Monday, 7 December 2015

Cause For Alarm

I really enjoyed Cause For Alarm.  It’s a brilliant spy novel and not at all what I was expecting, but in a really good way.  I’ve read a couple of John Le Carre’s books and so thought I knew what I was getting into; that Eric Ambler would be similar.  He’s not and it’s wonderful.

Cause for Alarm tells the story of Nicky Marlow, a down on his luck engineer who takes a job in Milan following a downturn in the British market.  As I far as I could discern, Marlow makes machines that make weapons, or parts of weapons.  I really should know, but this part of the novel at least wasn’t particularly interesting or essential.  The key points are really that it’s 1937, he’s in Italy and involved in weapon production.  With hindsight, this is probably something the British should have been working on in 1937 too, but never mind.  After having his passport confiscated by the authorities, Marlow becomes embroiled in espionage.  Probable Nazi General Vagas pays for reports of all sales, while American busybody Andreas Zaleshoff pays him to feed Vagas false information.  Naturally, this all goes to hell at some point and Marlow and Zaleshoff spend about a third of the book on the run.
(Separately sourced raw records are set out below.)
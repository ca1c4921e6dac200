//! Gmail transport
//!
//! Sends mail through the Gmail REST API on behalf of the connected user.
//! Access tokens are obtained through the token lifecycle manager, which
//! refreshes and persists them before use. Gmail is a mail transport only:
//! contact operations report `NotSupported`.

use crate::error::{OutreachError, Result};
use crate::transport::token::{OAuthToken, TokenManager, TokenRefresher, TokenSink};
use crate::transport::{classify_status, Transport};
use async_trait::async_trait;
use base64::{engine::general_purpose::URL_SAFE, Engine as _};
use nurture_types::{ContactFilter, Lead, LeadRecord, SendReceipt};
use reqwest::Client as HttpClient;
use serde_json::{json, Value};
use std::sync::Arc;

pub struct GmailTransport {
    tokens: TokenManager,
    base_url: String,
    http_client: HttpClient,
}

impl GmailTransport {
    pub fn new(
        token: OAuthToken,
        refresher: Arc<dyn TokenRefresher>,
        sink: Arc<dyn TokenSink>,
        base_url: &str,
        timeout_secs: u64,
        expiry_buffer_secs: i64,
    ) -> Result<Self> {
        let http_client = HttpClient::builder()
            .timeout(std::time::Duration::from_secs(timeout_secs))
            .build()
            .map_err(|e| OutreachError::Config(format!("Failed to create HTTP client: {}", e)))?;

        Ok(Self {
            tokens: TokenManager::with_expiry_buffer(token, refresher, sink, expiry_buffer_secs),
            base_url: base_url.trim_end_matches('/').to_string(),
            http_client,
        })
    }

    /// Build the RFC 2822 message and encode it the way the Gmail API wants
    /// it: base64url over the raw bytes.
    fn encode_raw_message(to: &str, subject: &str, body: &str) -> String {
        let message = format!(
            "To: {}\r\nSubject: {}\r\nMIME-Version: 1.0\r\nContent-Type: text/plain; charset=\"UTF-8\"\r\n\r\n{}",
            to, subject, body
        );
        URL_SAFE.encode(message.as_bytes())
    }

    fn not_supported(&self, capability: &str) -> OutreachError {
        OutreachError::NotSupported(format!("gmail does not support {}", capability))
    }
}

#[async_trait]
impl Transport for GmailTransport {
    fn provider(&self) -> &'static str {
        "gmail"
    }

    async fn validate_connection(&self) -> Result<bool> {
        // Live profile read; an expired credential that cannot be refreshed
        // is rejected here rather than accepted on shape alone.
        let access_token = match self.tokens.ensure_fresh().await {
            Ok(token) => token,
            Err(e) => {
                log::warn!("Gmail connection validation failed to obtain token: {}", e);
                return Ok(false);
            }
        };

        let url = format!("{}/users/me/profile", self.base_url);
        let response = self
            .http_client
            .get(&url)
            .bearer_auth(&access_token)
            .timeout(std::time::Duration::from_secs(10))
            .send()
            .await;

        match response {
            Ok(response) if response.status().is_success() => {
                self.tokens.mark_used();
                Ok(true)
            }
            Ok(response) => {
                log::warn!(
                    "Gmail connection validation rejected (status {})",
                    response.status()
                );
                Ok(false)
            }
            Err(e) => {
                log::warn!("Gmail connection validation failed: {}", e);
                Ok(false)
            }
        }
    }

    async fn fetch_contacts(&self, _filter: &ContactFilter) -> Result<Vec<LeadRecord>> {
        Err(self.not_supported("contact fetching"))
    }

    async fn send_email(
        &self,
        contact_ref: &str,
        subject: &str,
        body: &str,
    ) -> Result<SendReceipt> {
        let access_token = self.tokens.ensure_fresh().await?;

        let url = format!("{}/users/me/messages/send", self.base_url);
        let payload = json!({
            "raw": Self::encode_raw_message(contact_ref, subject, body)
        });

        let response = self
            .http_client
            .post(&url)
            .bearer_auth(&access_token)
            .json(&payload)
            .send()
            .await?;

        let status = response.status();
        if !status.is_success() {
            let body = response.text().await.unwrap_or_default();
            return Err(classify_status("gmail", status, &body));
        }

        self.tokens.mark_used();

        let data: Value = response.json().await?;
        Ok(SendReceipt {
            message_id: data["id"].as_str().unwrap_or_default().to_string(),
        })
    }

    async fn send_sms(&self, _contact_ref: &str, _body: &str) -> Result<SendReceipt> {
        Err(self.not_supported("SMS delivery"))
    }

    async fn annotate(&self, _contact_ref: &str, _note: &str) -> Result<bool> {
        Err(self.not_supported("contact notes"))
    }

    async fn update_status(&self, _contact_ref: &str, _status: &str) -> Result<bool> {
        Err(self.not_supported("contact status updates"))
    }

    async fn add_tag(&self, _contact_ref: &str, _tag: &str) -> Result<bool> {
        Err(self.not_supported("contact tags"))
    }

    /// Gmail addresses leads by email, not CRM id
    fn contact_ref(&self, lead: &Lead) -> Result<String> {
        lead.email.clone().ok_or_else(|| {
            OutreachError::Validation(format!("lead {} has no email address", lead.id))
        })
    }
}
There are a couple of things that I loved about this book.  The first is that Marlow is the worst at spying.  He spends the book following the orders of Zaleshoff and never really being confident in his actions.  As soon as he lands in Milan, Marlow is in over his head and really just wants to go home to his fiancée.  Even she, from England, manages to deduce more than he does; helping him work out that his correspondence is being steamed open and read.  Marlow pretty much blunders his way through the novel and it’s so refreshing to see.  Le Carre’s books are so full of complex plots and twists that are orchestrated by genius spies that it makes a nice change to be in the company of a hero who isn’t a hero.  In fact, there are no professionals on the side of the good guys.  Even with Zaleshoff’s help, Marlow spends 80-odd pages fleeing trouble.  The protagonists are so much more relatable for it.

Ambler also has a fantastic turn of phrase.  He is a joy to read because of it.  When writing home to his fiancée, Marlow describes his (female) secretary thusly, “she has two dark pools of mystery where her eyes ought to be, a complexion like semi-transparent wax,” and about Zaleshoff he writes, “you received the impression that you were watching a very competent actor using all the technical tricks in his repertoire in an effort to make something of a badly written part.”  It’s a wonderful example of the hard-boiled style that people just don’t use any more.  It’s a real shame that that style was side-lined into genre fiction and then discarded, because it’s so entertaining to read.  I’d love to read a hard-boiled rom-com.

Cause For Alarm isn’t a perfect book but it’s damn good one.  It suffers, like most spy novels from the time, of a lack of women.  Marlow’s fiancée, Claire, mostly exists as a contrasting concept of home.  And even Zaleshoff sister, Tamara, who is his helpmate, is not around for any of the espionage heavy lifting.  It’s a small thing that could have improved the book, but really it’s a minor quibble.  All in all Ambler’s book is a cracking tale of pre-World War Two Italy.  Again, this provides a nice contrast from the plethora of books set at the timethat focus solely of Hitler because, really, Mussolini was a shit bag too.


I’m now on Lousia May Alcott’s Little Women.  I know, I know- I should have read it by now but I’m finally onto this classic.